(Stored data entries)
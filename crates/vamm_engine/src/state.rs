//! Market snapshot and value types.
//!
//! The engine is a pure transformation over these values: a caller reads an
//! [`Amm`] snapshot from persistent market state, passes it in by value, and
//! receives a new snapshot back. Nothing here is shared or mutated in place.

use serde::{Deserialize, Serialize};

use crate::constants::{PEG_PRECISION, PRICE_PRECISION_I64};
use crate::error::EngineResult;
use crate::math::mul_u128;
use crate::quote;

/// Side of a perp position or order.
#[derive(Debug, Clone, Copy, PartialEq, Eq, Serialize, Deserialize)]
pub enum PositionDirection {
    Long,
    Short,
}

impl PositionDirection {
    pub fn opposite(self) -> Self {
        match self {
            PositionDirection::Long => PositionDirection::Short,
            PositionDirection::Short => PositionDirection::Long,
        }
    }
}

/// Whether a swap adds to or removes from the input reserve.
#[derive(Debug, Clone, Copy, PartialEq, Eq, Serialize, Deserialize)]
pub enum SwapDirection {
    Add,
    Remove,
}

/// Which reserve a swap amount is denominated in.
#[derive(Debug, Clone, Copy, PartialEq, Eq, Serialize, Deserialize)]
pub enum AssetType {
    Base,
    Quote,
}

/// Result of the constant-product swap primitive.
///
/// Kept as a named struct: the input/output roles flip between swap-by-base
/// and swap-by-quote call sites and a positional tuple invites transposition.
#[derive(Debug, Clone, Copy, PartialEq, Eq)]
pub struct SwapOutput {
    pub new_input_reserve: u128,
    pub new_output_reserve: u128,
}

/// A hypothetical reserve pair.
#[derive(Debug, Clone, Copy, PartialEq, Eq, Serialize, Deserialize)]
pub struct AmmReserves {
    pub base_asset_reserve: u128,
    pub quote_asset_reserve: u128,
}

/// Long/short spread pair, bid-ask spread precision.
#[derive(Debug, Clone, Copy, PartialEq, Eq)]
pub struct Spread {
    pub long: u32,
    pub short: u32,
}

/// Top-of-book prices, price precision.
#[derive(Debug, Clone, Copy, PartialEq, Eq)]
pub struct BidAsk {
    pub bid: u64,
    pub ask: u64,
}

/// Largest base amount tradable before crossing a limit price.
#[derive(Debug, Clone, Copy, PartialEq, Eq)]
pub struct TradeToLimit {
    pub base_asset_amount: u128,
    /// Defaults to `Long` when the amount is zero; in that case the trade is
    /// a no-op and the direction carries no signal.
    pub direction: PositionDirection,
}

/// External oracle price datum. The engine never mutates it.
#[derive(Debug, Clone, Copy, PartialEq, Eq, Serialize, Deserialize)]
pub struct OraclePriceData {
    /// Oracle price, price precision, signed.
    pub price: i64,
    /// Confidence interval around the price, price precision.
    pub confidence: u64,
    /// Slots since the oracle was last updated.
    pub delay: i64,
    /// Whether the oracle aggregation had enough publishers.
    pub has_sufficient_data_points: bool,
}

impl Default for OraclePriceData {
    fn default() -> Self {
        OraclePriceData {
            price: PRICE_PRECISION_I64,
            confidence: 0,
            delay: 0,
            has_sufficient_data_points: true,
        }
    }
}

/// Immutable snapshot of the virtual AMM backing one perp market.
///
/// Reserves, sqrt_k and exposures are in reserve precision (1e9); the peg is
/// in peg precision (1e6); fee/revenue accumulators are in quote precision
/// (1e6); spreads are in bid-ask spread precision (1e6 = 100%).
#[derive(Debug, Clone, Copy, PartialEq, Eq, Serialize, Deserialize)]
pub struct Amm {
    /// `x` reserve of the constant-product formula.
    pub base_asset_reserve: u128,
    /// `y` reserve of the constant-product formula.
    pub quote_asset_reserve: u128,
    /// `sqrt(k)`; stored instead of `k` to limit rounding-error buildup.
    pub sqrt_k: u128,
    /// Scales quote reserves into real-world quote price units.
    pub peg_multiplier: u128,
    /// Quote reserve the curve would hold if the AMM closed its own position.
    pub terminal_quote_asset_reserve: u128,
    /// Net base exposure held by the AMM itself, signed.
    pub base_asset_amount_with_amm: i128,
    /// Soft lower reserve bound used for open-interest estimation.
    pub min_base_asset_reserve: u128,
    /// Soft upper reserve bound used for open-interest estimation.
    pub max_base_asset_reserve: u128,
    /// Minimum quoted spread; also seeds the spread pipeline.
    pub base_spread: u32,
    /// Maximum quoted spread.
    pub max_spread: u32,
    /// Fraction of reserves a single fill may consume (as a divisor).
    pub max_fill_reserve_fraction: u16,
    /// Base order increment.
    pub order_step_size: u64,
    /// 0 disables curve updates entirely.
    pub curve_update_intensity: u8,
    /// Cumulative fee collected by the market.
    pub total_fee: i128,
    /// Cumulative fee collected through the exchange fee schedule.
    pub total_exchange_fee: u128,
    /// Fees net of recognized pnl and pool withdrawals; funds curve updates.
    pub total_fee_minus_distributions: i128,
    /// Fee-pool change since the last funding settlement.
    pub net_revenue_since_last_funding: i64,
    /// Estimated standard deviation of fill prices.
    pub mark_std: u64,
    /// Estimated standard deviation of oracle prices.
    pub oracle_std: u64,
    /// Quote volume of long fills against the AMM (rolling).
    pub long_intensity_volume: u64,
    /// Quote volume of short fills against the AMM (rolling).
    pub short_intensity_volume: u64,
    /// Rolling 24h quote volume.
    pub volume_24h: u64,
    /// Timestamp of the last recorded fill.
    pub last_trade_ts: i64,
    /// Confidence interval pct observed at the last oracle update.
    pub last_oracle_conf_pct: u64,
    /// Stored oracle price twap over the funding period.
    pub last_oracle_price_twap: i64,
    /// Timestamp of the stored oracle twap.
    pub last_oracle_price_twap_ts: i64,
    /// Periodicity of funding settlement, seconds.
    pub funding_period: i64,
}

impl Default for Amm {
    fn default() -> Self {
        Amm {
            base_asset_reserve: 0,
            quote_asset_reserve: 0,
            sqrt_k: 0,
            peg_multiplier: PEG_PRECISION,
            terminal_quote_asset_reserve: 0,
            base_asset_amount_with_amm: 0,
            min_base_asset_reserve: 0,
            max_base_asset_reserve: u128::MAX,
            base_spread: 0,
            max_spread: 0,
            max_fill_reserve_fraction: 1,
            order_step_size: 1,
            curve_update_intensity: 0,
            total_fee: 0,
            total_exchange_fee: 0,
            total_fee_minus_distributions: 0,
            net_revenue_since_last_funding: 0,
            mark_std: 0,
            oracle_std: 0,
            long_intensity_volume: 0,
            short_intensity_volume: 0,
            volume_24h: 0,
            last_trade_ts: 0,
            last_oracle_conf_pct: 0,
            last_oracle_price_twap: PRICE_PRECISION_I64,
            last_oracle_price_twap_ts: 0,
            funding_period: 3600,
        }
    }
}

impl Amm {
    /// The constant-product invariant `sqrt_k²`.
    pub fn invariant(&self) -> EngineResult<u128> {
        mul_u128(self.sqrt_k, self.sqrt_k)
    }

    /// Price implied by the current reserves and peg.
    pub fn reserve_price(&self) -> EngineResult<u64> {
        quote::calculate_price(
            self.quote_asset_reserve,
            self.base_asset_reserve,
            self.peg_multiplier,
        )
    }
}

*WHAT YOU WILL DO*
Give a count of the lines above that include the word "invariant", and add nothing to it.

*RESULT*
2